Assignment:
If a line in the data below includes the string "generation", please return a copy of it.
### Material provided
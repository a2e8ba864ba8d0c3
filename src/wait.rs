//! Waiter nodes, their result channel, and the node pool.
//!
//! Every contended acquisition rents a [`WaitNode`], links it into one of
//! the lock's queues, and parks on the node's one-shot result channel. The
//! channel delivers `Result<bool, LockError>` exactly once — `Ok(true)` on
//! admission, `Ok(false)` on timeout, `Err` on cancellation, overflow, or
//! disposal — and can be consumed either by polling (async) or by a condvar
//! wait (blocking).
//!
//! # Completion state machine
//!
//! ```text
//!             ┌──────────► Completed   (admitted, or timed out)
//!   Pending ──┼──────────► Failed      (cancelled / disposed)
//!             └──────────► Deadborn    (acquirer won the post-enqueue race)
//! ```
//!
//! The transition out of `Pending` is a CAS, so exactly one of the
//! releaser, the timeout check, the cancellation callback, and the acquirer
//! wins; a lost CAS means the node was already handled. A non-pending node
//! still sitting in a queue is skipped and unlinked by whoever meets it.
//!
//! # Reference counting
//!
//! A node starts with two references (the queue's and the caller's), plus
//! one taken for the cancellation registration before the node is shared.
//! The node returns to the pool exactly once, when the last reference
//! drops. Nodes whose channel generation saturates are deallocated instead
//! of recycled.

use crossbeam_queue::SegQueue;
use parking_lot::{Condvar, Mutex};
use std::cell::RefCell;
use std::ptr::{self, NonNull};
use std::sync::Arc;
use std::sync::atomic::{AtomicPtr, AtomicU8, AtomicU32, Ordering, fence};
use std::task::{Context, Poll, Waker};

use crate::cancel::CancelRegistration;
use crate::dispatch;
use crate::error::LockError;
use crate::time::Deadline;

/// What a waiter is asking for.
#[derive(Debug, Clone, Copy, PartialEq, Eq)]
pub(crate) enum WaitKind {
    /// Pool/stub filler; never queued by an acquirer.
    Uninit,
    Read,
    Write,
    /// Shared entry that reserves the right to upgrade.
    ReadUpgrade,
    /// Conversion of the upgradable reader to exclusive.
    WriteUpgrade,
}

impl WaitKind {
    #[inline]
    pub(crate) fn is_read(self) -> bool {
        matches!(self, Self::Read | Self::ReadUpgrade)
    }

    #[inline]
    pub(crate) fn is_upgrade(self) -> bool {
        matches!(self, Self::ReadUpgrade | Self::WriteUpgrade)
    }
}

/// Completion states. Stored in an `AtomicU8`; `PENDING` is the only state
/// with outgoing transitions.
pub(crate) const PENDING: u8 = 0;
pub(crate) const COMPLETED: u8 = 1;
pub(crate) const FAILED: u8 = 2;
pub(crate) const DEADBORN: u8 = 3;

#[derive(Default)]
struct Slot {
    result: Option<Result<bool, LockError>>,
    waker: Option<Waker>,
}

/// A pooled waiter record.
///
/// Plain fields (`kind`, `deadline`, `deferred_wake`, `generation`) are
/// written only while the node is exclusively owned, between pool rent and
/// publication to a queue. Everything shared afterwards is atomic or behind
/// the channel mutex.
pub(crate) struct WaitNode {
    pub(crate) kind: WaitKind,
    pub(crate) deadline: Deadline,
    deferred_wake: bool,
    generation: u32,
    pub(crate) next: AtomicPtr<WaitNode>,
    state: AtomicU8,
    refs: AtomicU32,
    channel: Mutex<Slot>,
    done: Condvar,
    cancel_reg: Mutex<Option<CancelRegistration>>,
}

impl WaitNode {
    fn new() -> Self {
        Self {
            kind: WaitKind::Uninit,
            deadline: Deadline::Never,
            deferred_wake: false,
            generation: 0,
            next: AtomicPtr::new(ptr::null_mut()),
            state: AtomicU8::new(COMPLETED),
            refs: AtomicU32::new(0),
            channel: Mutex::new(Slot::default()),
            done: Condvar::new(),
            cancel_reg: Mutex::new(None),
        }
    }

    /// Allocates a queue stub: permanently non-pending, never pooled.
    pub(crate) fn stub() -> Box<Self> {
        Box::new(Self::new())
    }

    /// Readies an owned node for one acquisition.
    fn prepare(&mut self, kind: WaitKind, deadline: Deadline, deferred_wake: bool) {
        self.kind = kind;
        self.deadline = deadline;
        self.deferred_wake = deferred_wake;
        self.next = AtomicPtr::new(ptr::null_mut());
        self.state = AtomicU8::new(PENDING);
        self.refs = AtomicU32::new(2);
        debug_assert!(self.channel.get_mut().result.is_none());
        debug_assert!(self.channel.get_mut().waker.is_none());
        debug_assert!(self.cancel_reg.get_mut().is_none());
    }

    /// Clears an owned node on return to the pool. Returns false when the
    /// channel generation has saturated and the node must be retired.
    fn reset(&mut self) -> bool {
        self.kind = WaitKind::Uninit;
        self.deadline = Deadline::Never;
        let slot = self.channel.get_mut();
        slot.result = None;
        slot.waker = None;
        *self.cancel_reg.get_mut() = None;
        if self.generation == u32::MAX {
            return false;
        }
        self.generation += 1;
        true
    }

    #[inline]
    pub(crate) fn is_pending(&self) -> bool {
        self.state.load(Ordering::Acquire) == PENDING
    }

    #[inline]
    fn transition(&self, to: u8) -> bool {
        self.state
            .compare_exchange(PENDING, to, Ordering::AcqRel, Ordering::Acquire)
            .is_ok()
    }

    /// Pending → Deadborn. Used by an acquirer that won an optimistic race
    /// after enqueueing; the queue discards the node on sight.
    pub(crate) fn try_release_before_acquired(&self) -> bool {
        self.transition(DEADBORN)
    }

    /// Completes the node and publishes `result` to the parked caller.
    ///
    /// Returns false if the node was no longer pending (some other
    /// transition won; the result is dropped).
    pub(crate) fn try_complete(&self, result: Result<bool, LockError>) -> bool {
        let to = if result.is_ok() { COMPLETED } else { FAILED };
        if !self.transition(to) {
            return false;
        }
        // Disarm the cancellation hook before publishing; if the hook is
        // mid-fire it already lost the state CAS above. Deregistration runs
        // outside the registration mutex.
        let registration = self.cancel_reg.lock().take();
        drop(registration);
        let waker = {
            let mut slot = self.channel.lock();
            slot.result = Some(result);
            self.done.notify_all();
            slot.waker.take()
        };
        if let Some(waker) = waker {
            dispatch::wake(waker, self.deferred_wake);
        }
        true
    }

    /// Stores the registration guarding this node's waiter.
    pub(crate) fn arm_cancellation(&self, registration: CancelRegistration) {
        *self.cancel_reg.lock() = Some(registration);
    }

    /// Drops the cancellation hook without completing the node.
    pub(crate) fn disarm_cancellation(&self) {
        let registration = self.cancel_reg.lock().take();
        drop(registration);
    }

    /// Polls the result channel, registering `cx`'s waker while pending.
    pub(crate) fn poll_result(&self, cx: &mut Context<'_>) -> Poll<Result<bool, LockError>> {
        let mut slot = self.channel.lock();
        if let Some(result) = slot.result.take() {
            return Poll::Ready(result);
        }
        match &slot.waker {
            Some(waker) if waker.will_wake(cx.waker()) => {}
            _ => slot.waker = Some(cx.waker().clone()),
        }
        Poll::Pending
    }

    /// Blocks on the condvar until the result is published.
    pub(crate) fn wait_result(&self) -> Result<bool, LockError> {
        let mut slot = self.channel.lock();
        loop {
            if let Some(result) = slot.result.take() {
                return result;
            }
            self.done.wait(&mut slot);
        }
    }

    /// Takes the published result, spinning out the narrow window between
    /// the completer's state transition and its channel store.
    pub(crate) fn take_result_spin(&self) -> Result<bool, LockError> {
        loop {
            if let Some(result) = self.channel.lock().result.take() {
                return result;
            }
            std::hint::spin_loop();
        }
    }
}

/// Pool of waiter nodes for one lock.
///
/// Shared fallback is a lock-free queue; a thread-local single slot serves
/// nodes that were never published to a queue, so cross-thread reuse always
/// flows through the shared queue.
#[derive(Clone)]
pub(crate) struct NodePool {
    shared: Arc<SegQueue<Box<WaitNode>>>,
}

thread_local! {
    static LOCAL_NODE: RefCell<Option<Box<WaitNode>>> = const { RefCell::new(None) };
}

impl NodePool {
    pub(crate) fn new() -> Self {
        Self {
            shared: Arc::new(SegQueue::new()),
        }
    }

    /// Rents a node prepared for one acquisition. The returned pointer is
    /// exclusively owned until published to a queue.
    pub(crate) fn rent(
        &self,
        kind: WaitKind,
        deadline: Deadline,
        deferred_wake: bool,
    ) -> NonNull<WaitNode> {
        let mut node = LOCAL_NODE
            .with(|slot| slot.borrow_mut().take())
            .or_else(|| self.shared.pop())
            .unwrap_or_else(|| Box::new(WaitNode::new()));
        node.prepare(kind, deadline, deferred_wake);
        // Ownership moves into the queue/caller reference pair.
        unsafe { NonNull::new_unchecked(Box::into_raw(node)) }
    }

    /// Returns a node that was never shared: no reference accounting, and
    /// the thread-local slot may keep it.
    pub(crate) fn recycle_unshared(&self, node: NonNull<WaitNode>) {
        // Safety: the caller owns the node exclusively (it was never
        // published), so reconstituting the box is sound.
        let mut node = unsafe { Box::from_raw(node.as_ptr()) };
        if !node.reset() {
            return;
        }
        let node = LOCAL_NODE.with(|slot| {
            let mut slot = slot.borrow_mut();
            if slot.is_none() {
                *slot = Some(node);
                None
            } else {
                Some(node)
            }
        });
        if let Some(node) = node {
            self.shared.push(node);
        }
    }

    /// Adds a reference. Only valid before the node is shared (the count is
    /// still visible to the owning thread alone).
    pub(crate) fn retain(&self, node: NonNull<WaitNode>) {
        unsafe { node.as_ref() }.refs.fetch_add(1, Ordering::Relaxed);
    }

    /// Drops one reference; the last one home returns the node to the pool.
    pub(crate) fn release(&self, node: NonNull<WaitNode>) {
        let refs = unsafe { node.as_ref() }.refs.fetch_sub(1, Ordering::Release);
        debug_assert!(refs > 0, "waiter reference count underflow");
        if refs == 1 {
            fence(Ordering::Acquire);
            // Safety: every reference is gone; we own the allocation.
            let mut node = unsafe { Box::from_raw(node.as_ptr()) };
            if node.reset() {
                self.shared.push(node);
            }
        }
    }
}

/// A counted node reference held by a cancellation callback.
pub(crate) struct NodeRef {
    node: NonNull<WaitNode>,
    pool: NodePool,
}

// Safety: the node outlives every counted reference, and all shared node
// state is atomic or mutex-guarded.
unsafe impl Send for NodeRef {}
unsafe impl Sync for NodeRef {}

impl NodeRef {
    /// Wraps a reference the caller has already counted via `retain`.
    pub(crate) fn adopt(node: NonNull<WaitNode>, pool: NodePool) -> Self {
        Self { node, pool }
    }

    pub(crate) fn node(&self) -> &WaitNode {
        unsafe { self.node.as_ref() }
    }
}

impl Drop for NodeRef {
    fn drop(&mut self) {
        self.pool.release(self.node);
    }
}

#[cfg(test)]
mod tests {
    use super::*;
    use crate::time::Time;

    fn rent(pool: &NodePool, kind: WaitKind) -> NonNull<WaitNode> {
        pool.rent(kind, Deadline::Never, false)
    }

    #[test]
    fn completion_is_one_shot() {
        let pool = NodePool::new();
        let node = rent(&pool, WaitKind::Read);
        let n = unsafe { node.as_ref() };

        assert!(n.is_pending());
        assert!(n.try_complete(Ok(true)));
        assert!(!n.try_complete(Ok(false)));
        assert!(!n.try_release_before_acquired());
        assert_eq!(n.take_result_spin(), Ok(true));

        pool.release(node);
        pool.release(node);
    }

    #[test]
    fn deadborn_blocks_completion() {
        let pool = NodePool::new();
        let node = rent(&pool, WaitKind::Write);
        let n = unsafe { node.as_ref() };

        assert!(n.try_release_before_acquired());
        assert!(!n.is_pending());
        assert!(!n.try_complete(Ok(true)));

        pool.release(node);
        pool.release(node);
    }

    #[test]
    fn blocking_wait_receives_result() {
        let pool = NodePool::new();
        let node = rent(&pool, WaitKind::Read);
        let n = unsafe { node.as_ref() };

        std::thread::scope(|scope| {
            let handle = scope.spawn(|| n.wait_result());
            std::thread::sleep(std::time::Duration::from_millis(10));
            assert!(n.try_complete(Err(LockError::Cancelled)));
            assert_eq!(handle.join().unwrap(), Err(LockError::Cancelled));
        });

        pool.release(node);
        pool.release(node);
    }

    #[test]
    fn pool_recycles_released_nodes() {
        let pool = NodePool::new();
        let node = rent(&pool, WaitKind::Read);
        unsafe { node.as_ref() }.try_complete(Ok(false));
        pool.release(node);
        pool.release(node);

        // The same allocation comes back with a fresh pending state.
        let again = pool.rent(WaitKind::Write, Deadline::At(Time::from_millis(1)), false);
        let n = unsafe { again.as_ref() };
        assert!(n.is_pending());
        assert_eq!(n.kind, WaitKind::Write);
        n.try_complete(Ok(true));
        pool.release(again);
        pool.release(again);
    }

    #[test]
    fn unshared_recycle_skips_reference_accounting() {
        let pool = NodePool::new();
        let node = rent(&pool, WaitKind::ReadUpgrade);
        pool.recycle_unshared(node);

        let again = rent(&pool, WaitKind::Read);
        assert!(unsafe { again.as_ref() }.is_pending());
        unsafe { again.as_ref() }.try_complete(Ok(false));
        pool.release(again);
        pool.release(again);
    }

    #[test]
    fn registration_reference_keeps_node_alive() {
        let pool = NodePool::new();
        let node = rent(&pool, WaitKind::Read);
        pool.retain(node);
        let extra = NodeRef::adopt(node, pool.clone());

        unsafe { node.as_ref() }.try_complete(Ok(true));
        pool.release(node);
        pool.release(node);

        // The callback's reference still reaches valid node state.
        assert!(!extra.node().is_pending());
        drop(extra);
    }
}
######
Task response:
//! drops. Nodes whose channel generation saturates are deallocated instead
/// Plain fields (`kind`, `deadline`, `deferred_wake`, `generation`) are
    generation: u32,
            generation: 0,
    /// channel generation has saturated and the node must be retired.
        if self.generation == u32::MAX {
        self.generation += 1;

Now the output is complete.